The introduction of the book states:

Crop rotation is a critical feature of all organic cropping systems because it provides the principal mechanism for building healthy soils, a major way to control pests, and a variety of other benefits. Crop rotation means changing the type of crop grown on a particular piece of land from year to year. As used in this manual, the term includes both cyclical rotations, in which the same sequence of crops is repeated indefinitely on a field, and non-cyclical rotations, in which the sequence of crops varies irregularly to meet the evolving business and management goals of the farmer. Each field has its own rotation, and, consequently, each farmer manages a set of rotations.

I had previously always thought that farmers had relatively simple rotations that they put on "automatic pilot" for each field. For example a field might switch from tomato family crops to brassicas to squashes and back over the course of three years. What I learned is that the process is a much more dynamic and deeply integrated into the overall farm planning process. I also learned that many organic farmers on our panel believe in the power of perennials to restore soils, and incorporate multiple years in perennial crops like hay and even dwarf apples for this reason.
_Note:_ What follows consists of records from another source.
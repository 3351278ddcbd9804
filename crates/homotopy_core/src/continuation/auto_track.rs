//! A track whose gradient comes from forward-mode automatic differentiation.

use nalgebra::{DMatrix, DVector};

use super::track::{TangentOrientation, Track};
use super::types::Point;
use crate::autodiff::{homotopy_jacobian, Dual};
use crate::error::{ContinuationError, Result};
use crate::traits::HomotopyFunction;

/// Wraps a `HomotopyFunction` so it can be traced without hand-written
/// derivatives.
///
/// The map must be implemented for both `f64` and `Dual`; the gradient is
/// assembled from one dual sweep per column.
#[derive(Debug, Clone)]
pub struct AutoHomotopyTrack<H> {
    map: H,
    init_root: Option<Vec<f64>>,
    param_range: (f64, f64),
    orientation: TangentOrientation,
}

impl<H> AutoHomotopyTrack<H>
where
    H: HomotopyFunction<f64> + HomotopyFunction<Dual>,
{
    /// Creates a track over `(0, 1)` with no initial root configured.
    pub fn new(map: H) -> Self {
        let n = <H as HomotopyFunction<f64>>::dimension(&map);
        let param_range = (0.0, 1.0);
        Self {
            map,
            init_root: None,
            param_range,
            orientation: TangentOrientation::towards_range_end(n, param_range),
        }
    }

    pub fn with_param_range(mut self, start: f64, end: f64) -> Self {
        self.param_range = (start, end);
        self.reset_orientation();
        self
    }

    /// Sets the root of H(·, λ_start) the trace starts from.
    pub fn with_initial_root(mut self, root: Vec<f64>) -> Result<Self> {
        let n = self.state_dim();
        if root.len() != n {
            return Err(ContinuationError::dimension_mismatch(
                "initial root length",
                n,
                root.len(),
            ));
        }
        self.init_root = Some(root);
        Ok(self)
    }

    pub fn map(&self) -> &H {
        &self.map
    }

    /// Re-seeds the tangent orientation so the next tangent heads towards the
    /// end of the parameter range. Call between independent traces.
    pub fn reset_orientation(&mut self) {
        self.orientation =
            TangentOrientation::towards_range_end(self.state_dim(), self.param_range);
    }

    fn state_dim(&self) -> usize {
        <H as HomotopyFunction<f64>>::dimension(&self.map)
    }

    fn split<'a>(&self, point: &'a Point) -> Result<(&'a [f64], f64)> {
        let n = self.state_dim();
        if point.len() != n + 1 {
            return Err(ContinuationError::dimension_mismatch(
                "point length",
                n + 1,
                point.len(),
            ));
        }
        let values = point.as_slice();
        Ok((&values[..n], values[n]))
    }
}

impl<H> Track for AutoHomotopyTrack<H>
where
    H: HomotopyFunction<f64> + HomotopyFunction<Dual>,
{
    fn initial_point(&self) -> Result<Point> {
        let root = self
            .init_root
            .as_ref()
            .ok_or(ContinuationError::NotImplemented {
                operation: "initial_point",
            })?;
        let mut point = DVector::zeros(root.len() + 1);
        point.rows_mut(0, root.len()).copy_from_slice(root);
        point[root.len()] = self.param_range.0;
        Ok(point)
    }

    fn tangent(&mut self, point: &Point) -> Result<DVector<f64>> {
        let gradient = self.gradient(point)?;
        self.orientation.oriented_kernel(&gradient)
    }

    fn homotopy(&self, point: &Point) -> Result<DVector<f64>> {
        let (x, lambda) = self.split(point)?;
        let mut out = DVector::zeros(x.len());
        <H as HomotopyFunction<f64>>::apply(&self.map, x, lambda, out.as_mut_slice());
        Ok(out)
    }

    fn gradient(&self, point: &Point) -> Result<DMatrix<f64>> {
        let (x, lambda) = self.split(point)?;
        Ok(homotopy_jacobian(&self.map, x, lambda))
    }

    fn param_range(&self) -> (f64, f64) {
        self.param_range
    }
}
use num_traits::{Float, FromPrimitive};
use std::fmt::Debug;

/// A trait for types that can be used as scalars in homotopy maps.
/// Must support basic arithmetic, debug printing, and conversion from f64.
pub trait Scalar: Float + FromPrimitive + Debug + 'static {}

impl<T: Float + FromPrimitive + Debug + 'static> Scalar for T {}

/// A parametrized family of maps H(x, λ) from R^n x R to R^n.
///
/// Implement this generically over `T: Scalar` so the same map can be
/// evaluated on `f64` and on `Dual` numbers for forward-mode derivatives.
pub trait HomotopyFunction<T: Scalar> {
    /// Returns the number of state variables (excluding λ).
    fn dimension(&self) -> usize;

    /// Evaluates the map.
    /// x: state variables
    /// lambda: continuation parameter
    /// out: buffer to write H(x, λ)
    fn apply(&self, x: &[T], lambda: T, out: &mut [T]);
}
During the panel we used a workplace training curriculum called DACUM (Design A CuricculUM), which breaks the job (in this case "managing a crop rotation system") down into larger duties, each of which is comprised of smaller tasks. Through my employer, the New England Small Farm Institute, we had previously had great success using DACUM to create an "occupational profile" for the Northeast (USA) small-scale sustainable farmer, which you can download here for free.
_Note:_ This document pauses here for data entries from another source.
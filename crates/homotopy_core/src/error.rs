use std::fmt;

use thiserror::Error;

/// Which iterative loop a convergence criterion guards.
#[derive(Debug, Clone, Copy, PartialEq, Eq)]
pub enum CriterionRole {
    /// The inner loop refining a predicted estimate back onto the curve.
    Corrector,
    /// The outer loop stepping along the curve towards the target parameter.
    Tracer,
}

impl fmt::Display for CriterionRole {
    fn fmt(&self, f: &mut fmt::Formatter<'_>) -> fmt::Result {
        match self {
            CriterionRole::Corrector => f.write_str("corrector"),
            CriterionRole::Tracer => f.write_str("tracer"),
        }
    }
}

/// Errors that can occur while tracing a homotopy.
#[derive(Debug, Error)]
pub enum ContinuationError {
    #[error("{operation} is not implemented for this track")]
    NotImplemented { operation: &'static str },

    #[error("{role} failed to converge after {iterations} iterations")]
    FailedToConverge {
        role: CriterionRole,
        iterations: usize,
    },

    #[error("{what}: expected {expected}, got {actual}")]
    DimensionMismatch {
        what: &'static str,
        expected: String,
        actual: String,
    },

    #[error("gradient kernel is degenerate: {reason}")]
    DegenerateKernel { reason: &'static str },

    #[error("pseudo-inverse failed: {reason}")]
    PseudoInverse { reason: &'static str },

    #[error("invalid settings: {reason}")]
    InvalidSettings { reason: &'static str },

    #[error("track evaluation failed")]
    Track(#[from] anyhow::Error),
}

impl ContinuationError {
    pub(crate) fn dimension_mismatch(
        what: &'static str,
        expected: impl fmt::Display,
        actual: impl fmt::Display,
    ) -> Self {
        Self::DimensionMismatch {
            what,
            expected: expected.to_string(),
            actual: actual.to_string(),
        }
    }

    /// Returns the loop that gave up, if this is a convergence failure.
    pub fn failed_role(&self) -> Option<CriterionRole> {
        match self {
            Self::FailedToConverge { role, .. } => Some(*role),
            _ => None,
        }
    }
}

pub type Result<T> = std::result::Result<T, ContinuationError>;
I’d like to share just a few of the topics that popped out for me from the chart that we created. Here are the duties (letters) and just a few tasks for each one (letter-number). These are just a few of the 93 total tasks in the chart. For much more please review the table on pages 12-13 of the crop planning manual.
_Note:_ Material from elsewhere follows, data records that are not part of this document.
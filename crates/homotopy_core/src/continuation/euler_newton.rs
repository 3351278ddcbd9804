use nalgebra::DVector;

use super::convergence::{ConvergenceCriterion, CorrectorCriterion, TracerCriterion};
use super::step::{ConstantStep, StepAdjuster};
use super::track::Track;
use super::types::{Point, TraceSettings};
use super::util::{pseudo_inverse, DEFAULT_RCOND};
use super::PredictorCorrector;
use crate::error::{ContinuationError, Result};

/// Euler predictor with a pseudo-inverse Newton corrector.
///
/// The predictor takes one explicit Euler step of the current step size along
/// the track tangent. Each correction is a single Newton-like step
/// `x - J⁺ H(x)`, where `J⁺` is the Moore-Penrose inverse of the rectangular
/// `n x (n+1)` gradient.
#[derive(Debug, Clone)]
pub struct EulerNewton<S = ConstantStep, TC = TracerCriterion, CC = CorrectorCriterion> {
    step_adjuster: S,
    tracer_criterion: TC,
    corrector_criterion: CC,
    rcond: f64,
}

impl<S, TC, CC> EulerNewton<S, TC, CC>
where
    S: StepAdjuster,
    TC: ConvergenceCriterion,
    CC: ConvergenceCriterion,
{
    pub fn new(step_adjuster: S, tracer_criterion: TC, corrector_criterion: CC) -> Self {
        Self {
            step_adjuster,
            tracer_criterion,
            corrector_criterion,
            rcond: DEFAULT_RCOND,
        }
    }

    /// Overrides the relative cutoff below which singular values of the
    /// gradient are treated as zero.
    pub fn with_singular_value_cutoff(mut self, rcond: f64) -> Self {
        self.rcond = rcond;
        self
    }

    pub fn tracer_criterion(&self) -> &TC {
        &self.tracer_criterion
    }

    pub fn corrector_criterion(&self) -> &CC {
        &self.corrector_criterion
    }
}

impl EulerNewton {
    /// Builds the constant-step tracer described by `settings`.
    pub fn from_settings(settings: TraceSettings) -> Result<Self> {
        settings.validate()?;
        Ok(Self::new(
            ConstantStep::new(settings.step_size),
            TracerCriterion::from_settings(settings.tracer),
            CorrectorCriterion::from_settings(settings.corrector),
        ))
    }
}

impl<S, TC, CC> PredictorCorrector for EulerNewton<S, TC, CC>
where
    S: StepAdjuster,
    TC: ConvergenceCriterion,
    CC: ConvergenceCriterion,
{
    type Step = S;
    type Tracer = TC;
    type Corrector = CC;

    fn step_adjuster(&self) -> &S {
        &self.step_adjuster
    }

    fn step_adjuster_mut(&mut self) -> &mut S {
        &mut self.step_adjuster
    }

    fn tracer_criterion_mut(&mut self) -> &mut TC {
        &mut self.tracer_criterion
    }

    fn corrector_criterion_mut(&mut self) -> &mut CC {
        &mut self.corrector_criterion
    }

    fn predict<T: Track + ?Sized>(&self, track: &mut T, point: &Point) -> Result<Point> {
        let tangent = track.tangent(point)?;
        if tangent.len() != point.len() {
            return Err(ContinuationError::dimension_mismatch(
                "tangent length",
                point.len(),
                tangent.len(),
            ));
        }
        Ok(point + tangent * self.step_adjuster.current_step_size())
    }

    fn correct<T: Track + ?Sized>(&self, estimate: &Point, track: &T) -> Result<Point> {
        let jacobian = track.gradient(estimate)?;
        let residual = track.homotopy(estimate)?;
        if jacobian.ncols() != estimate.len() || jacobian.nrows() != residual.len() {
            return Err(ContinuationError::dimension_mismatch(
                "gradient shape",
                format!("{}x{}", residual.len(), estimate.len()),
                format!("{}x{}", jacobian.nrows(), jacobian.ncols()),
            ));
        }
        let pinv = pseudo_inverse(&jacobian, self.rcond)?;
        let delta: DVector<f64> = pinv * residual;
        Ok(estimate - delta)
    }
}
pub mod auto_track;
pub mod convergence;
pub mod euler_newton;
pub mod step;
pub mod track;
pub mod types;
pub mod util;

pub use auto_track::AutoHomotopyTrack;
pub use convergence::{
    ConvergenceCriterion, CorrectorCriterion, IterationCounter, TracerCriterion,
};
pub use euler_newton::EulerNewton;
pub use step::{ConstantStep, StepAdjuster};
pub use track::{TangentOrientation, Track};
pub use types::{ArcPoint, CriterionSettings, Point, TraceSettings};
pub use util::{kernel_unit_vector, pseudo_inverse, DEFAULT_RCOND};

use tracing::{debug, trace};

use crate::error::Result;

/// A predictor-corrector curve tracer.
///
/// Implementors supply one `predict` and one `correct` step plus access to
/// their step adjuster and convergence criteria; `trace` composes them. The
/// components are owned by the method and reused across traces.
pub trait PredictorCorrector {
    type Step: StepAdjuster;
    type Tracer: ConvergenceCriterion;
    type Corrector: ConvergenceCriterion;

    fn step_adjuster(&self) -> &Self::Step;
    fn step_adjuster_mut(&mut self) -> &mut Self::Step;
    fn tracer_criterion_mut(&mut self) -> &mut Self::Tracer;
    fn corrector_criterion_mut(&mut self) -> &mut Self::Corrector;

    /// Predicts the next point on the track from `point`.
    fn predict<T: Track + ?Sized>(&self, track: &mut T, point: &Point) -> Result<Point>;

    /// Applies a single correction step to `estimate`.
    ///
    /// Looping until the corrector criterion is satisfied is done by `trace`.
    fn correct<T: Track + ?Sized>(&self, estimate: &Point, track: &T) -> Result<Point>;

    /// Traces `track` from its initial point and returns the final point.
    ///
    /// The tracer criterion is checked before each prediction, so the result
    /// is the first accepted point whose parameter has passed the end of the
    /// range; it is not interpolated back onto the boundary. Convergence
    /// failures of either loop abort the trace.
    fn trace<T: Track + ?Sized>(&mut self, track: &mut T) -> Result<Point> {
        let mut point = track.initial_point()?;
        debug!(
            start = ?point.as_slice(),
            param_range = ?track.param_range(),
            "trace started"
        );

        self.tracer_criterion_mut().reset();
        let mut steps = 0usize;
        while !self.tracer_criterion_mut().converged(&point, &*track)? {
            let mut estimate = self.predict(track, &point)?;

            self.corrector_criterion_mut().reset();
            while !self.corrector_criterion_mut().converged(&estimate, &*track)? {
                estimate = self.correct(&estimate, &*track)?;
            }

            point = estimate;
            self.step_adjuster_mut().adjust(&*track, &point)?;
            steps += 1;
            trace!(
                step = steps,
                point = ?point.as_slice(),
                step_size = self.step_adjuster().current_step_size(),
                "accepted point"
            );
        }

        debug!(steps, end = ?point.as_slice(), "trace finished");
        Ok(point)
    }
}


#[cfg(test)]
mod tests {
    use super::tests_support::{LineTrack, SchmittTrigger, SchmittTriggerTrack};
    use super::*;
    use crate::error::ContinuationError;
    use nalgebra::{DMatrix, DVector};

    fn reference_tracer() -> EulerNewton {
        EulerNewton::new(
            ConstantStep::new(1e-2),
            TracerCriterion::new(1e-6, 10000),
            CorrectorCriterion::new(1e-6, 1000),
        )
    }

    fn assert_jumped_to_lower_branch(end: &Point) {
        assert!(end[1] > 0.8, "λ should pass the target, got {}", end[1]);
        assert!(end[1] <= 0.8 + 1e-2 + 1e-6, "λ overshot by more than a step: {}", end[1]);
        assert!((end[0] + 1.0).abs() < 1e-3, "expected v_o ≈ -1, got {}", end[0]);
    }

    #[test]
    fn schmitt_trigger_with_analytic_gradient() {
        let mut track = SchmittTriggerTrack::new();
        let mut method = reference_tracer();

        let end = method.trace(&mut track).expect("trace should converge");
        assert_jumped_to_lower_branch(&end);

        let arc = method.tracer_criterion().solution_arc();
        assert_eq!(arc[0].as_slice(), &[1.0, -0.8]);
        assert_eq!(arc.last(), Some(&end));
        // The curve folds back, so λ is not monotone along the arc.
        assert!(arc.windows(2).any(|w| w[1][1] < w[0][1]));
    }

    #[test]
    fn schmitt_trigger_with_auto_gradient() {
        let mut track = AutoHomotopyTrack::new(SchmittTrigger::default())
            .with_param_range(-0.8, 0.8)
            .with_initial_root(vec![1.0])
            .unwrap();
        let mut method = EulerNewton::from_settings(TraceSettings::default()).unwrap();

        let end = method.trace(&mut track).expect("trace should converge");
        assert_jumped_to_lower_branch(&end);
    }

    #[test]
    fn schmitt_trigger_tangents_stay_consistent() {
        let mut track = SchmittTriggerTrack::new();
        let mut method = reference_tracer();
        method.trace(&mut track).unwrap();

        let arc = method.tracer_criterion().solution_arc().to_vec();
        let mut replay = AutoHomotopyTrack::new(SchmittTrigger::default())
            .with_param_range(-0.8, 0.8);
        let mut previous: Option<nalgebra::DVector<f64>> = None;
        for point in &arc {
            let tangent = replay.tangent(point).unwrap();
            if let Some(prev) = previous {
                assert!(prev.dot(&tangent) >= 0.0);
            }
            previous = Some(tangent);
        }
    }

    /// Line track whose residual evaluation refuses points with λ above a
    /// cutoff, reporting through `anyhow`.
    struct CutoffTrack {
        line: LineTrack,
        cutoff: f64,
    }

    fn checked_lambda(point: &Point, cutoff: f64) -> anyhow::Result<f64> {
        let lambda = point[1];
        if lambda > cutoff {
            anyhow::bail!("λ = {lambda} is beyond the model's validity cutoff {cutoff}");
        }
        Ok(lambda)
    }

    impl Track for CutoffTrack {
        fn initial_point(&self) -> Result<Point> {
            self.line.initial_point()
        }

        fn tangent(&mut self, point: &Point) -> Result<DVector<f64>> {
            self.line.tangent(point)
        }

        fn homotopy(&self, point: &Point) -> Result<DVector<f64>> {
            let lambda = checked_lambda(point, self.cutoff)?;
            Ok(DVector::from_element(1, point[0] - lambda))
        }

        fn gradient(&self, point: &Point) -> Result<DMatrix<f64>> {
            self.line.gradient(point)
        }

        fn param_range(&self) -> (f64, f64) {
            self.line.param_range()
        }
    }

    #[test]
    fn track_errors_abort_trace_without_role() {
        let mut track = CutoffTrack {
            line: LineTrack::new(0.0, 1.0),
            cutoff: 0.3,
        };
        let mut method = EulerNewton::new(
            ConstantStep::new(0.1),
            TracerCriterion::new(1e-6, 100),
            CorrectorCriterion::new(1e-6, 10),
        );

        let err = method.trace(&mut track).expect_err("cutoff should abort");
        assert!(matches!(err, ContinuationError::Track(_)));
        assert_eq!(err.failed_role(), None);
        let source = std::error::Error::source(&err).map(ToString::to_string);
        assert!(source.is_some_and(|s| s.contains("validity cutoff")));

        // Points recorded before the failure are still below the cutoff.
        let arc = method.tracer_criterion().solution_arc();
        assert!(!arc.is_empty());
        assert!(arc.iter().all(|p| p[1] <= 0.3));
    }

    #[test]
    fn missing_initial_root_aborts_trace() {
        let mut track = AutoHomotopyTrack::new(SchmittTrigger::default());
        let mut method = reference_tracer();
        let err = method.trace(&mut track).expect_err("no initial root");
        assert!(format!("{err}").contains("initial_point is not implemented"));
    }
}
//! Core types for homotopy continuation.
//!
//! Settings structs are plain serde types so drivers can load them from
//! whatever configuration format they use.

use nalgebra::DVector;
use serde::{Deserialize, Serialize};

use crate::error::{ContinuationError, Result};

/// A point on the homotopy curve: `n` state components followed by λ.
pub type Point = DVector<f64>;

/// Bounds for one convergence criterion.
#[derive(Debug, Clone, Copy, PartialEq, Serialize, Deserialize)]
pub struct CriterionSettings {
    pub tolerance: f64,
    pub max_iterations: usize,
}

impl CriterionSettings {
    pub fn new(tolerance: f64, max_iterations: usize) -> Self {
        Self {
            tolerance,
            max_iterations,
        }
    }

    /// Checks that the tolerance is finite and positive.
    pub fn validate(&self) -> Result<()> {
        if !self.tolerance.is_finite() || self.tolerance <= 0.0 {
            return Err(ContinuationError::InvalidSettings {
                reason: "tolerance must be finite and positive",
            });
        }
        Ok(())
    }
}

/// Settings for a constant-step Euler-Newton trace.
#[derive(Debug, Clone, Copy, PartialEq, Serialize, Deserialize)]
pub struct TraceSettings {
    pub step_size: f64,
    pub corrector: CriterionSettings,
    pub tracer: CriterionSettings,
}

impl Default for TraceSettings {
    fn default() -> Self {
        Self {
            step_size: 1e-2,
            corrector: CriterionSettings::new(1e-6, 1000),
            tracer: CriterionSettings::new(1e-6, 10000),
        }
    }
}

impl TraceSettings {
    pub fn validate(&self) -> Result<()> {
        if !self.step_size.is_finite() || self.step_size <= 0.0 {
            return Err(ContinuationError::InvalidSettings {
                reason: "step_size must be finite and positive",
            });
        }
        self.corrector.validate()?;
        self.tracer.validate()
    }
}

/// A single accepted point of a solution arc, split into state and parameter.
#[derive(Debug, Clone, PartialEq, Serialize, Deserialize)]
pub struct ArcPoint {
    pub state: Vec<f64>,
    pub param_value: f64,
}

impl ArcPoint {
    /// Splits a point into its state components and its trailing parameter.
    pub fn from_point(point: &Point) -> Self {
        let n = point.len().saturating_sub(1);
        Self {
            state: point.rows(0, n).iter().cloned().collect(),
            param_value: point.get(n).copied().unwrap_or(f64::NAN),
        }
    }

    pub fn to_point(&self) -> Point {
        let mut aug = DVector::zeros(self.state.len() + 1);
        for (i, &val) in self.state.iter().enumerate() {
            aug[i] = val;
        }
        aug[self.state.len()] = self.param_value;
        aug
    }
}

#[cfg(test)]
mod tests {
    use super::*;

    #[test]
    fn arc_point_places_param_last() {
        let point = DVector::from_vec(vec![1.0, 2.0, 3.0]);
        let arc = ArcPoint::from_point(&point);
        assert_eq!(arc.state, vec![1.0, 2.0]);
        assert_eq!(arc.param_value, 3.0);
        assert_eq!(arc.to_point(), point);
    }

    #[test]
    fn default_settings_match_reference_driver() {
        let settings = TraceSettings::default();
        assert_eq!(settings.step_size, 1e-2);
        assert_eq!(settings.corrector, CriterionSettings::new(1e-6, 1000));
        assert_eq!(settings.tracer, CriterionSettings::new(1e-6, 10000));
        assert!(settings.validate().is_ok());
    }

    #[test]
    fn validate_rejects_bad_values() {
        let mut settings = TraceSettings::default();
        settings.step_size = 0.0;
        assert!(settings.validate().is_err());

        let mut settings = TraceSettings::default();
        settings.corrector.tolerance = f64::NAN;
        let err = settings.validate().expect_err("expected invalid tolerance");
        assert!(format!("{err}").contains("tolerance"));
    }
}
use nalgebra::{DMatrix, DVector};

use super::types::Point;
use super::util::kernel_unit_vector;
use crate::error::Result;

/// A homotopy map together with the interval on which to continue it.
///
/// The continuation parameter is not passed separately: the last component
/// of every `point` is λ, and the last column of `gradient` holds ∂H/∂λ.
pub trait Track {
    /// Returns the starting point on the curve.
    fn initial_point(&self) -> Result<Point>;

    /// Returns the unit tangent of the curve at `point`.
    ///
    /// The tangent lies in the kernel of `gradient(point)` and is oriented
    /// consistently with the previous call; implementations keep whatever
    /// state they need for that between calls.
    fn tangent(&mut self, point: &Point) -> Result<DVector<f64>>;

    /// Evaluates H at `point` (length `n`).
    fn homotopy(&self, point: &Point) -> Result<DVector<f64>>;

    /// Evaluates the `n x (n+1)` Jacobian of H at `point`.
    fn gradient(&self, point: &Point) -> Result<DMatrix<f64>>;

    /// The interval `(λ_start, λ_end)` of continuation. May be decreasing.
    fn param_range(&self) -> (f64, f64);
}

/// Remembers the last tangent returned along a trace and keeps new tangents
/// pointing the same way.
#[derive(Debug, Clone)]
pub struct TangentOrientation {
    previous: DVector<f64>,
}

impl TangentOrientation {
    /// Seeds the orientation with an explicit reference direction.
    pub fn new(reference: DVector<f64>) -> Self {
        Self {
            previous: reference,
        }
    }

    /// Seeds the orientation with `sign(λ_end - λ_start)` in the λ slot, so the
    /// first tangent heads towards the end of `param_range`.
    pub fn towards_range_end(state_dim: usize, param_range: (f64, f64)) -> Self {
        let mut reference = DVector::zeros(state_dim + 1);
        let (start, end) = param_range;
        reference[state_dim] = if end >= start { 1.0 } else { -1.0 };
        Self::new(reference)
    }

    pub fn previous(&self) -> &DVector<f64> {
        &self.previous
    }

    /// Flips `tangent` if it points against the previous one, then records it.
    pub fn orient(&mut self, mut tangent: DVector<f64>) -> DVector<f64> {
        if tangent.len() == self.previous.len() && tangent.dot(&self.previous) < 0.0 {
            tangent.neg_mut();
        }
        self.previous = tangent.clone();
        tangent
    }

    /// Computes the unit kernel vector of `gradient` and orients it.
    pub fn oriented_kernel(&mut self, gradient: &DMatrix<f64>) -> Result<DVector<f64>> {
        let tangent = kernel_unit_vector(gradient)?;
        Ok(self.orient(tangent))
    }
}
A) Identify Rotation Goals

A6) Balance acreage, at whole farm level, between cash crops, cover crops, livestock, and "fallow" (e.g., bare soil, stale seed-bed, sod/hay, permanent pasture, or woodlot; consider role of livestock in fertility and weed control)
B) Identify Resources and Constraints B9) Identify cultural constraints based on equipment (e.g., row width, irrigation)
C) Gather Data C9) Categorize crops
C10) Categorize fields
D) Analyze Data D3) Compare crop cultural needs to field characteristics (e.g., soil test results, crop residues)
E) Plan Crop Rotation E4) Consider harvest logistics (e.g., access to crops; field and row length, minimum walking and box-carry distance, use of harvest equipment, plan for ease of loading onto trucks
E8) Determine the field locations of most profitable, beneficial, and "at–risk" crops
E9) Determine field locations of lower-priority crops
E16) Develop guidelines for contingencies in case rotation does not go as planned (e.g., written or mental guidelines for improvisation; principles, priorities to use to make on-the-spot decisions)
E17) Use senses and imagination to review plan (e.g., field plans and logistics; walk fields and visualize rotation, "farm it in your head")
F) Execute Rotation F10) Plant crops (follow plan and planting calendar as conditions permit; capture planting windows, "seize the moment"; adjust plan as needed based on contingency guidelines [see E16])
F13) Adjust actions according to field and crop conditions (e.g., weather, soils, weed pressure; assign crops to different fields or beds to adjust for wetness or other problems; replant if necessary, abandon crop or replace with a cover crop to cut losses)
G) Evaluate Rotation Execution G10) Measure performance against rotation goals (positive or negative outcomes)
H) Adjust Rotation Plan H1) Identify successful combinations and repeat (set successful rotations on “automatic pilot)
H4) Tweak crop mix (e.g., based on market data and field performance; consider adding or abandoning crops or elements of rotation as necessary)
H5) Tweak field management (e.g., change planting or plowdown dates, crop locations; shift crop families to different fields; put poorly performing fields into hay ahead of schedule)
H7) Start process over

To me that sounds a lot like what Jonathan and I do when we manage our forest garden, though we may use a longer time scale. This is particularly true after the initial design and establishment. These farmers have to deal with a constantly evolving situation. Their plans go awry when fields are too wet to plow in spring, or a new market opportunity opens up. In our forest garden, things die or taste bad and must be replaced. Gaps open and we need to be ready to fill them quickly or give a chance for weeds to establish (or lose the chance to do something productive in that patch this season). These farmers all had guidelines and contingency plans ready so they could roll with the punches and improvise a successful season no matter what got thrown at them.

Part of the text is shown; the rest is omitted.